Even experienced fishermen know that there are times when they shouldn’t cast a fly without the help of a fishing guide. A guide knows where the best fishing holes are and how to land the prize fish in them. It’s much the same with mergers and acquisitions in the printing industry. The best catches are made when the principals rely on the skills of deal-savvy M&A advisors.
Three print company executives who recently grew their businesses by acquisition agree that the research, legwork, and counsel provided by their M&A advisors were ultimately what made the transactions successful. They’re also unanimous in their belief that the investment cost of engaging an M&A advisor is money well spent—especially in an economic climate that can turn do-it-yourself dealmaking a high-risk proposition even for the smartest managers.
Each had a clear strategic goal in seeking to acquire another company. For Carl Grossman, president of Craftsman Press, the objective was to find a candidate that could augment Craftsman’s existing strengths in direct mail and fulfillment. Walsworth Publishing Company, a producer of yearbooks and other publications, wanted to enter the web offset market, says Jeff Vogel, CFO. Roy Grossman, a principal of MSP Digital Marketing, was determined to begin building MSP’s network of digital service providers with just the right fit—a challenge, he says, given the fact that “the landscape of digital printers nationally is enormous.”
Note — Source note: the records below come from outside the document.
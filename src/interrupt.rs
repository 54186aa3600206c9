//! Preemption control.
//!
//! The hosted stand-in for disabling interrupts: while an [`InterruptGuard`]
//! is alive the scheduler will not preempt the calling thread. A preemption
//! that becomes due in the meantime is latched and delivered when the last
//! guard drops. Blocking while a guard is held is a fatal error.

use crate::thread::{self, scheduler::with_kernel};
use core::marker::PhantomData;

/// Defers preemption of the calling thread while alive. Guards nest.
///
/// ```
/// use kestrel::interrupt::InterruptGuard;
///
/// kestrel::run(|| {
///     let guard = InterruptGuard::new();
///     // No preemption in here, whatever becomes ready.
///     drop(guard);
/// });
/// ```
pub struct InterruptGuard {
    // Pins the guard to the creating thread.
    _not_send: PhantomData<*mut ()>,
}

impl InterruptGuard {
    /// Begins a non-preemptible section.
    pub fn new() -> Self {
        with_kernel(|k| k.preempt_depth += 1);
        Self {
            _not_send: PhantomData,
        }
    }
}

impl Default for InterruptGuard {
    fn default() -> Self {
        Self::new()
    }
}

impl Drop for InterruptGuard {
    fn drop(&mut self) {
        let fire = with_kernel(|k| {
            k.preempt_depth -= 1;
            if k.preempt_depth == 0 && k.preempt_pending {
                k.preempt_pending = false;
                true
            } else {
                false
            }
        });
        if fire {
            thread::yield_now();
        }
    }
}
//! Filesystem watcher that turns snapshot file rewrites into graph replacements

use anyhow::{Context, Result};
use notify::{RecommendedWatcher, RecursiveMode, Watcher};
use std::ffi::OsStr;
use std::path::{Path, PathBuf};
use std::time::Duration;
use tokio::sync::mpsc;
use topograph_core::Snapshot;
use tracing::{debug, error, info, warn};

/// Quiet period after the last change before the file is read.
pub const DEFAULT_DEBOUNCE: Duration = Duration::from_millis(150);

/// Events emitted by the file watcher
#[derive(Debug, Clone, PartialEq, Eq)]
pub enum WatchEvent {
    /// File created or modified
    Changed(PathBuf),
    /// File removed
    Removed(PathBuf),
}

/// Watches a single file through its parent directory.
///
/// Editors and exporters often replace a file instead of writing it in
/// place, which drops watches on the file itself.
pub struct FileWatcher {
    watcher: RecommendedWatcher,
    event_rx: mpsc::UnboundedReceiver<WatchEvent>,
    target: PathBuf,
    dir: PathBuf,
}

impl FileWatcher {
    pub fn new(target: impl AsRef<Path>) -> Result<Self> {
        let target = target.as_ref().to_path_buf();
        let (event_tx, event_rx) = mpsc::unbounded_channel();

        let file_name = target.file_name().map(OsStr::to_os_string);
        let mut watcher = notify::recommended_watcher(move |res: Result<notify::Event, notify::Error>| match res {
            Ok(event) => {
                debug!("File system event: {:?}", event);
                Self::handle_notify_event(event, file_name.as_deref(), &event_tx);
            }
            Err(e) => {
                error!("File system watch error: {}", e);
            }
        })?;

        let dir = watch_dir(&target);
        watcher
            .watch(&dir, RecursiveMode::NonRecursive)
            .with_context(|| format!("failed to watch {}", dir.display()))?;
        info!("Watching snapshot file: {:?}", target);

        Ok(Self {
            watcher,
            event_rx,
            target,
            dir,
        })
    }

    /// Convert a notify event into watch events for the target file
    fn handle_notify_event(event: notify::Event, file_name: Option<&OsStr>, event_tx: &mpsc::UnboundedSender<WatchEvent>) {
        let removed = match event.kind {
            notify::EventKind::Create(_) | notify::EventKind::Modify(_) => false,
            notify::EventKind::Remove(_) => true,
            _ => return,
        };
        for path in event.paths {
            if !is_target(&path, file_name) {
                continue;
            }
            let watch_event = if removed {
                WatchEvent::Removed(path)
            } else {
                WatchEvent::Changed(path)
            };
            if let Err(e) = event_tx.send(watch_event) {
                warn!("Failed to send watch event: {}", e);
            }
        }
    }

    pub fn target(&self) -> &Path {
        &self.target
    }

    /// Get the event receiver
    pub fn event_receiver(&mut self) -> &mut mpsc::UnboundedReceiver<WatchEvent> {
        &mut self.event_rx
    }

    /// Stop watching
    pub fn unwatch(&mut self) -> Result<()> {
        info!("Stopping watch for: {:?}", self.target);
        self.watcher.unwatch(&self.dir)?;
        Ok(())
    }
}

/// Delivers every complete, parseable rewrite of a snapshot file.
pub struct SnapshotWatcher {
    files: FileWatcher,
    debounce: Duration,
}

impl SnapshotWatcher {
    pub fn new(path: impl AsRef<Path>) -> Result<Self> {
        Ok(Self {
            files: FileWatcher::new(path)?,
            debounce: DEFAULT_DEBOUNCE,
        })
    }

    pub fn with_debounce(mut self, debounce: Duration) -> Self {
        self.debounce = debounce;
        self
    }

    pub fn path(&self) -> &Path {
        self.files.target()
    }

    /// The snapshot currently on disk, if readable.
    pub fn current(&self) -> Option<Snapshot> {
        read_snapshot(self.files.target())
    }

    /// Wait for the next readable snapshot.
    ///
    /// Bursts of events are coalesced until the file has been quiet for the
    /// debounce period. Removals and unparseable contents are skipped.
    /// Returns `None` once the watcher has shut down.
    pub async fn next_snapshot(&mut self) -> Option<Snapshot> {
        loop {
            let mut last = self.files.event_receiver().recv().await?;
            loop {
                match tokio::time::timeout(self.debounce, self.files.event_receiver().recv()).await {
                    Ok(Some(event)) => last = event,
                    Ok(None) => return None,
                    Err(_) => break,
                }
            }

            if let WatchEvent::Removed(path) = last {
                info!("Snapshot file removed: {:?}", path);
                continue;
            }
            if let Some(snapshot) = read_snapshot(self.files.target()) {
                return Some(snapshot);
            }
        }
    }

    pub fn stop(&mut self) -> Result<()> {
        self.files.unwatch()
    }
}

/// Read a snapshot file, logging and skipping anything unreadable.
pub fn read_snapshot(path: &Path) -> Option<Snapshot> {
    match Snapshot::load(path) {
        Ok(snapshot) => {
            debug!(
                nodes = snapshot.nodes.len(),
                edges = snapshot.edges.len(),
                "Read snapshot from {}",
                path.display()
            );
            Some(snapshot)
        }
        Err(e) => {
            warn!("Skipping snapshot {}: {}", path.display(), e);
            None
        }
    }
}

/// Directory to watch for `target`.
fn watch_dir(target: &Path) -> PathBuf {
    match target.parent() {
        Some(parent) if !parent.as_os_str().is_empty() => parent.to_path_buf(),
        _ => PathBuf::from("."),
    }
}

/// Match by file name; event paths may be canonicalized.
fn is_target(path: &Path, file_name: Option<&OsStr>) -> bool {
    file_name.is_some() && path.file_name() == file_name
}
In all three cases, professional M&A advisement helped to make the challenges manageable.
Don’t Quit Your Day Job
“It’s hard, when you’re running a business, to find a suitable candidate,” says Carl Grossman. “Doing a deal is a full-time job.” Even when the right candidate can be identified, he adds, there are the tricky matters of making the initial approach and finding out whether the target company is capable of closing the deal.
Grossman says that Craftsman’s M&A advisors headed off this potential aggravation by acting as its representatives at every stage of the process. First, they listened carefully to a set of criteria that Craftsman had drawn up for the kind of company it wanted to buy. Once their database had yielded a target matching these requirements, the advisers made the overture on Craftsman’s behalf.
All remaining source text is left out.